Memorie dal sottosuolo. La periferia a nord di Napoli nello sguardo degli adolescenti

Marilisa Moccia
(disegno di cyop&kaf)
(disegno di cyop&kaf)

Quando arrivi a Torretta Scalzapecora ti si spalanca davanti un’enorme distesa verde, intervallata da rade case e qualche pino, limitata soltanto dal mare di Licola che in giornate come questa, quando la luce dirompe dopo la pioggia, riflette di mille spilli increspati. Al pascolo otto splendidi cavalli brucano impigriti dal sole, all’ombra di un enorme pino marittimo, da qualche mese c’è anche un puledro pezzato. Qualche volta i cavalli si avvicinano alla recinzione che separa il loro spazio dalla strada e sporgono il muso verso i passanti che si trovano sul marciapiede in cerca di carezze o di qualche filo d’erba offerto da mani umane. Fino alla fine del mio primo anno scolastico, Torretta Scalzapecora mi era parso un angolo di periferia colmo del vuoto pneumatico di cui si nutre la vita di Napoli Nord ma al contempo attardata e pura, lontano dalla città. È stato soltanto nei temi degli alunni che la situazione mi è stata raccontata per quella che è, e quella di Torretta Scalzapecora è una tragedia della miopia, dello sguardo pigro, perché solo connettendo il senso della vista a una espressa volontà di sapere,  puoi vedere l’inferno occultato sotto la più amena campagna.

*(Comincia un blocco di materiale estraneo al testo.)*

use super::backend::{BackendError, RenderBackend};
use super::material::{InstanceLayout, Shader, VertexArray};
use crate::asset::Handle;

/// Reasons a single draw run is abandoned. The rest of the flush continues.
#[derive(Debug, thiserror::Error)]
pub enum DrawError {
    #[error("shader {0:?} is not loaded")]
    UnknownShader(Handle<Shader>),
    #[error("vertex array of shader '{0}' is not loaded")]
    UnknownVertexArray(String),
    #[error("vertex array '{vertex_array}' has {available} instance streams, layout needs slot {slot}")]
    MissingStream {
        vertex_array: String,
        slot: usize,
        available: usize,
    },
    #[error("vertex array '{0}' has no indirect buffer")]
    NoIndirectBuffer(String),
    #[error("vertex array '{0}' has no static vertex buffer")]
    NoVertexBuffer(String),
    #[error("index buffer of vertex array '{0}' is not bound")]
    IndexBufferUnbound(String),
    #[error("vertex array '{vertex_array}' uses {layout:?}, which this path cannot draw")]
    LayoutMismatch {
        vertex_array: String,
        layout: InstanceLayout,
    },
    #[error(transparent)]
    Backend(#[from] BackendError),
}

/// Binds everything a run needs before its draw call: program, unit table,
/// uniform blocks and vertex array.
///
/// Leaves the program in use; the caller releases it after drawing.
pub(crate) fn bind_run_state(
    backend: &mut dyn RenderBackend,
    shader: &Shader,
    vertex_array: &VertexArray,
    unit_table_uniform: &str,
    unit_table: &[i32],
) -> Result<(), DrawError> {
    backend.use_program(shader.program)?;

    let bound = bind_program_inputs(backend, shader, vertex_array, unit_table_uniform, unit_table);
    if bound.is_err() {
        backend.release_program(shader.program);
    }
    bound
}

fn bind_program_inputs(
    backend: &mut dyn RenderBackend,
    shader: &Shader,
    vertex_array: &VertexArray,
    unit_table_uniform: &str,
    unit_table: &[i32],
) -> Result<(), DrawError> {
    backend.set_int_array(shader.program, unit_table_uniform, unit_table)?;
    for block in &shader.uniform_blocks {
        backend.attach_uniform_block(shader.program, block)?;
    }

    backend.bind_vertex_array(vertex_array.id)?;
    if !backend.index_buffer_bound(vertex_array.id) {
        return Err(DrawError::IndexBufferUnbound(vertex_array.name.clone()));
    }
    Ok(())
}
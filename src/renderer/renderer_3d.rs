// renderer/renderer_3d.rs (instanced mesh batching)
use bytemuck::Pod;
use glam::{Mat4, Vec4};

use super::backend::{RenderBackend, RenderCtx};
use super::batch::{new_submission_3d, BatchQueue, Submission3D, SubmitError};
use super::batches::{shader_runs, sort_3d};
use super::draw::{bind_run_state, DrawError};
use super::geometry::{Geometry, GeometryError, GeometryResidency};
use super::instances::InstanceWriter;
use super::material::{Material, VertexArray};
use super::renderer::RendererStats;
use super::texture_units::TextureUnitAllocator;
use crate::asset::{Handle, Resources};
use crate::settings::RendererSettings;

/// Batches mesh instances and draws each same-shader run with one
/// multi-draw-indirect call over the draw commands of its vertex buffer.
pub struct Renderer3D {
    queue: BatchQueue<Submission3D>,
    units: TextureUnitAllocator,
    residency: GeometryResidency,
    writer: InstanceWriter,
    unit_table_uniform: String,
    unit_table: Vec<i32>,
    stats: RendererStats,
}

impl Renderer3D {
    pub fn new(settings: &RendererSettings) -> Self {
        let units = TextureUnitAllocator::new(
            settings.texture_units as usize,
            settings.reserved_texture_units as usize,
        );
        Self {
            queue: BatchQueue::new(settings.batch_capacity_3d as usize),
            unit_table: units.unit_table(),
            units,
            residency: GeometryResidency::new(settings.vertex_capacity, settings.index_capacity),
            writer: InstanceWriter::new(),
            unit_table_uniform: settings.unit_table_uniform.clone(),
            stats: RendererStats::default(),
        }
    }

    pub fn begin(&mut self) {
        if !self.queue.is_empty() {
            log::warn!(
                "3D batch began with {} unflushed submissions; discarding them",
                self.queue.len()
            );
            self.queue.clear();
        }
        self.units.clear(false);
        self.stats = RendererStats::default();
    }

    /// Uploads a mesh into the static vertex buffer of `vertex_array`.
    ///
    /// Rejected meshes leave every counter untouched.
    pub fn add_geometry<V: Pod>(
        &mut self,
        ctx: &mut RenderCtx<'_>,
        vertex_array: Handle<VertexArray>,
        vertices: &[V],
        indices: &[u32],
    ) -> Result<Geometry, GeometryError> {
        self.residency
            .add_geometry(ctx, vertex_array, vertices, indices)
            .inspect_err(|err| log::error!("Geometry rejected: {}", err))
    }

    /// Queues one mesh instance. A full queue is flushed first.
    pub fn submit(
        &mut self,
        ctx: &mut RenderCtx<'_>,
        name: &str,
        geometry: Geometry,
        material: &Material,
        transform: Mat4,
        tint: Vec4,
    ) -> Result<(), SubmitError> {
        let submission = match self.prepare(ctx.resources, name, geometry, material, transform, tint) {
            Ok(submission) => submission,
            Err(err) => {
                log::warn!("3D submission '{}' dropped: {}", name, err);
                self.stats.dropped += 1;
                return Err(err);
            }
        };

        if let Err(submission) = self.queue.push(submission) {
            self.flush(ctx);
            if self.queue.push(submission).is_err() {
                log::error!("3D batch queue is full right after a flush");
                self.stats.dropped += 1;
                return Err(SubmitError::QueueFull);
            }
        }

        self.stats.submissions += 1;
        Ok(())
    }

    fn prepare(
        &self,
        resources: &Resources,
        name: &str,
        geometry: Geometry,
        material: &Material,
        transform: Mat4,
        tint: Vec4,
    ) -> Result<Submission3D, SubmitError> {
        let submission = new_submission_3d(resources, name, geometry, material, transform, tint)?;
        if !self.residency.contains(&geometry) {
            return Err(SubmitError::UnknownGeometry(geometry.id));
        }
        let available = self.units.capacity() - self.units.reserved();
        if submission.texture_count() > available {
            return Err(SubmitError::TooManyTextures {
                needed: submission.texture_count(),
                available,
            });
        }
        Ok(submission)
    }

    pub fn end(&mut self, ctx: &mut RenderCtx<'_>) {
        self.flush(ctx);
    }

    /// Sorts the queue and walks it run by run, counting instances into the
    /// draw commands of each geometry. Instance ranges are contiguous per run.
    pub fn flush(&mut self, ctx: &mut RenderCtx<'_>) {
        if self.queue.is_empty() {
            return;
        }

        let resources = ctx.resources;
        let mut entries = self.queue.take();
        sort_3d(&mut entries, resources);
        log::debug!(
            "Flushing {} mesh instances in {} shader runs",
            entries.len(),
            shader_runs(&entries, |e| e.shader).len()
        );
        match self.units.bind_reserved(ctx.backend) {
            Ok(bound) => self.stats.texture_binds += bound,
            Err(err) => log::error!("Failed to bind reserved texture units: {}", err),
        }

        let mut run_start = 0;
        let mut running = 0u32;
        for i in 0..entries.len() {
            if i > run_start {
                let shader_changed = entries[i].shader != entries[run_start].shader;
                let out_of_units = self.units.remaining_units() < entries[i].texture_count();
                if shader_changed || out_of_units {
                    self.draw_run(ctx, &entries[run_start..i]);
                    self.units.clear(false);
                    run_start = i;
                    running = 0;
                }
            }

            self.assign_units(ctx.backend, resources, &mut entries[i]);

            let geometry = entries[i].geometry;
            match self.residency.command_mut(&geometry) {
                Some(command) => {
                    if command.instance_count == 0 {
                        command.first_instance = running;
                    }
                    command.instance_count += 1;
                    running += 1;
                }
                None => log::error!(
                    "No draw command for geometry {} of '{}'",
                    geometry.id,
                    entries[i].name
                ),
            }
        }

        self.draw_run(ctx, &entries[run_start..]);
        self.units.clear(false);
        self.queue.restore(entries);
    }

    fn assign_units(
        &mut self,
        backend: &mut dyn RenderBackend,
        resources: &Resources,
        entry: &mut Submission3D,
    ) {
        let textures = entry
            .sub_textures
            .iter()
            .map(|sub| sub.texture)
            .zip(entry.units.iter_mut())
            .chain(entry.cubemaps.iter().copied().zip(entry.cube_units.iter_mut()));

        for (handle, unit) in textures {
            let Some(texture) = resources.textures.get(handle) else {
                log::error!("Texture {:?} vanished before flush", handle);
                continue;
            };
            let lookup = self.units.get_unit(texture.id);
            *unit = lookup.unit();
            if lookup.needs_bind() {
                match self.units.bind_to_unit(backend, texture.id) {
                    Ok(_) => self.stats.texture_binds += 1,
                    Err(err) => log::error!("Failed to bind {:?}: {}", texture.id, err),
                }
            }
        }
    }

    fn draw_run(&mut self, ctx: &mut RenderCtx<'_>, run: &[Submission3D]) {
        let Some(first) = run.first() else {
            return;
        };
        self.stats.flush_runs += 1;
        match self.try_draw_run(ctx, run) {
            Ok(()) => {
                self.stats.draw_calls += 1;
                self.stats.multi_draw_calls += 1;
                self.stats.instances += run.len() as u32;
            }
            Err(err) => log::error!(
                "3D draw of {} instances (first '{}') aborted: {}",
                run.len(),
                first.name,
                err
            ),
        }
        // Every run rebuilds its own instance counts.
        self.residency.reset_instances(first.geometry.vertex_buffer);
    }

    fn try_draw_run(&mut self, ctx: &mut RenderCtx<'_>, run: &[Submission3D]) -> Result<(), DrawError> {
        let resources = ctx.resources;
        let handle = run[0].shader;
        let shader = resources
            .shaders
            .get(handle)
            .ok_or(DrawError::UnknownShader(handle))?;
        let vertex_array = resources
            .vertex_arrays
            .get(shader.vertex_array)
            .ok_or_else(|| DrawError::UnknownVertexArray(shader.name.clone()))?;
        let vertex_buffer = vertex_array
            .vertex_buffer
            .ok_or_else(|| DrawError::NoVertexBuffer(vertex_array.name.clone()))?;
        let indirect = vertex_array
            .indirect_buffer
            .ok_or_else(|| DrawError::NoIndirectBuffer(vertex_array.name.clone()))?;

        self.writer.generate_3d(vertex_array.layout, run)?;
        self.writer.upload(ctx.backend, vertex_array)?;

        let commands = self.residency.commands(vertex_buffer);
        ctx.backend
            .write_buffer(indirect, 0, bytemuck::cast_slice(commands))?;

        bind_run_state(
            ctx.backend,
            shader,
            vertex_array,
            &self.unit_table_uniform,
            &self.unit_table,
        )?;
        let drawn = ctx
            .backend
            .bind_indirect_buffer(indirect)
            .and_then(|()| ctx.backend.multi_draw_indexed_indirect(commands.len() as u32));
        ctx.backend.release_program(shader.program);
        drawn?;
        Ok(())
    }

    pub fn queued(&self) -> usize {
        self.queue.len()
    }

    pub fn residency(&self) -> &GeometryResidency {
        &self.residency
    }

    pub fn texture_units(&self) -> &TextureUnitAllocator {
        &self.units
    }

    pub fn texture_units_mut(&mut self) -> &mut TextureUnitAllocator {
        &mut self.units
    }

    pub fn set_texture_units(&mut self, units: TextureUnitAllocator) {
        self.unit_table = units.unit_table();
        self.units = units;
    }

    pub fn stats(&self) -> RendererStats {
        self.stats
    }

    /// Drops all queued work and every geometry placement.
    pub(crate) fn reset(&mut self) {
        self.queue.clear();
        self.units.clear(true);
        self.residency.reset();
        self.stats = RendererStats::default();
    }
}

Nella classe più irrequieta e refrattaria allo studio della geografia – «a che serve, mica ci andremo mai a vedere l’Australia?» –, decido di assegnare un tema: “Descrivi il territorio in cui vivi dal punto di vista storico e geografico”.

Uno degli elaborati comincia così: “A Villaricca 2 c’è una villetta, delle pizzerie, due negozi di parrucchiere, una chiesa, i cinesi, la scuola, la farmacia. È una terra sperduta, poi c’è quello che vende le sigarette di contrabbando.” Villaricca 2, nome edilizio di Torretta Scalzapecora, è cominciata a sorgere agli inizi degli anni Novanta quando il malaffare ha messo le mani sul settore immobiliare, edificando complessi residenziali, cooperative edilizie, villette e lottizzando l’intera zona. “L’unica cosa più bella che c’è, è il salumiere che tiene tutto”. Ciò che gli studenti descrivono è un territorio dilaniato in cui alcune attività commerciali si fanno pluri-specializzate per supplire alla mancanza di altri commerci. “A Villaricca 2 non c’è niente. Ci sono solo una salumeria e una villetta e anche una scuola che purtroppo esiste”.

La scuola, “che purtroppo esiste”, rappresenta l’unica offerta formativa e ludica, in un territorio di diversi chilometri quadrati, tanto che una delle studentesse, pluriripetente e dalla frequenza poco assidua, scrive: “io sto sempre fuori scuola”.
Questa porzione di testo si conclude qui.